City of Mexico, United States, September 27, 1847.
Mr. Gales & Seaton—
My Dear Old Friend:—I'm alive yet, though I've been
through showers of balls as thick as hailstones. I got
your paper containing my letter that I wrote on the road
to the war. The letters I wrote afterward, the guerrillas
and robbers are so thick, I think it's ten chances to one
if you got 'em. Some of Gineral Scott's letters is missing
just in the same way. Now we've got the city of Mexico
annexed, I think the Postmaster-General ought to have a more
regular line of stages running here, so our letters may go
safe. I wish you would touch the President and Mr. Johnson
up a little about this mail-stage business, so they may keep
all the coach makers at work, and see that the farmers raise
horses as fast as they can, for I don't think they have any idea
how long the roads is this way, nor how fast we are gaining
south. If we keep on annexin' as fast as we have done a year
or two past, it wouldn't take much more than half a dozen
years to get clear down to t'other end of South America, clear
to Cape Horn, which would be a very good stopping place;
for then, if our Government got into bad sledding in North
America, and found themselves in a dilemma that hadn't no
horn to suit 'em, they would have a horn in South America
that they might hold on to.
I hope there an't no truth in the story that was buzz'd about
here in the army, a day or two ago, that Mr.

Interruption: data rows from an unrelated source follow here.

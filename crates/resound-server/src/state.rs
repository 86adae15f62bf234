//! Shared application state

use std::sync::atomic::{AtomicBool, Ordering};
use std::sync::Arc;

use resound::service::Service;

use crate::auth::Authenticator;

/// State shared across all request handlers.
#[derive(Clone)]
pub struct AppState {
    /// Engine entry point
    pub service: Service,
    /// Request authenticator
    pub auth: Arc<dyn Authenticator>,
    /// Health gate; flipped off when a shutdown signal arrives so load
    /// balancers drain the instance before the listener closes
    healthy: Arc<AtomicBool>,
}

impl AppState {
    pub fn new(service: Service, auth: Arc<dyn Authenticator>) -> Self {
        AppState {
            service,
            auth,
            healthy: Arc::new(AtomicBool::new(true)),
        }
    }

    pub fn is_healthy(&self) -> bool {
        self.healthy.load(Ordering::SeqCst)
    }

    pub fn set_healthy(&self, healthy: bool) {
        self.healthy.store(healthy, Ordering::SeqCst);
    }
}
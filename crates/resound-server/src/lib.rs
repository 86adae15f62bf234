//! HTTP API server for the resound fingerprint matching engine
//!
//! Exposes the catalog and search operations over the `/v1/priv` JSON API,
//! with pluggable authentication, Prometheus metrics at `/_metrics` and a
//! drain-aware health gate at `/_health`.

pub mod api;
pub mod auth;
pub mod cache;
pub mod config;
pub mod metrics;
pub mod server;
pub mod state;

pub use config::{database_url_from_env, normalize_bind, ServerConfig};
pub use server::{build_router, run};
pub use state::AppState;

Polk had an idea,
when we get through annexin' down this way, of trying his
hand at it over in Europe and Africa, and round there. And
to prevent any quarreling beforehand about it on this side of
the water, he's agoing to agree to run the Missouri Compromise
line over there, and cut Europe up into Free States and
Africa into Slave States. Now, I think he had better keep
still about that till we get this South America business all
done, and well tied up. It isn't well for a body to have too
much business on his hands at once. There's no knowing
what little flurries we may get into yet, and there's always
danger, if you have too much sail spread in a squall. However,
I haven't time to talk about this now.
You will get the accounts of the battles in Gineral Scott's
letters, so I needn't say a great deal about them. But it's
been a hard up-hill work all the way from Vera Cruz here;
and I don't think my old friend, Gineral Jackson himself, would
have worked through all the difficulties and done the business
up better than Gineral Scott has. But the killed and the
wounded, the dead and the dying, scattered all along the
way for three hundred miles—it's a heart-aching thought.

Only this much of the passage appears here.